This message is a cleaner re-write of an earlier assault on the
irksome convention of some employers requiring references as part of
the interview process.

URL to previous discussion thread:

http://www.mail-archive.com/[EMAIL PROTECTED]/msg00433.html

WHY REFERENCES SUCK IN GENERAL

1/ They require the time of the reference. 15 minutes per reference
phone call means 2-3 hours out of each references work week during a
typical job search. Your reference (and his boss) will love you for
taking up his time.

2/ The reference and/or his company can get in legal trouble. Oracle,
for example, has a policy that its employees will not give references
to former employees. The extent of referent information is manager
name and time and location of employment. I worked at Oracle. I can't get
a character or technical reference from them. I love the skeptical looks I
get when I try to explain this to people.

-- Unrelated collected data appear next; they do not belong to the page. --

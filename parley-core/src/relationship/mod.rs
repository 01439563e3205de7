//! Relationship State
//!
//! Per-character mapping of named stats (trust, attraction, ...) to integers
//! in `0..=10`, updated once per turn from the classifier's signal tuple.
//!
//! - [`RelationshipState`] clamps on every write.
//! - [`UpdateRule`]s are configuration: every rule whose conditions match the
//!   signal fires.
//! - [`RelationshipStore`] loads state (defaults on first contact), applies
//!   rules as a pure transform, and persists through a
//!   [`RelationshipPersistence`] backend.

mod persistence;
mod rules;
mod state;
mod store;

pub use persistence::{InMemoryRelationships, JsonFileRelationships, RelationshipPersistence};
pub(crate) use persistence::check_character_id;
pub use rules::{RelationshipConfig, UpdateRule};
pub use state::{RelationshipState, STAT_MAX, STAT_MIN, clamp_stat};
pub use store::RelationshipStore;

3/ They allow a bad boss one more shot at tyranny. If you worked for a
jerk, then what? As an extreme example, assume that Martin Luther King
worked for 3 closet white supremacists. Would he ever get a good
reference? Probably not. But that doesn't mean that he is a bad
person.

4/ People move, retire, die, or go belly up: I worked during the dot-com
era. That's 3 years worth of references that I will never be able to
resource because all of those people have bitten the dust. I guess
that makes me a bad person.

WHY TECHNICAL REFERENCES SUCK

1/ If you want to know how good I am technically, break out the
appropriate technical test.

WHY CHARACTER REFERENCES SUCK

1/ Let's assume that a character reference is a good way of knowing
how good person X is. If this is true, then you really must have
references for the references of person X before you can trust the
references of person X. And you must have references for the
references of the references of the references of person X before you
can know how good the references for person X are.

Logically:

X good => (references for X good)
(references for X good) => (references for (references for X) good)
(references for (references for X) good) => (references for (references for (references for X)) good)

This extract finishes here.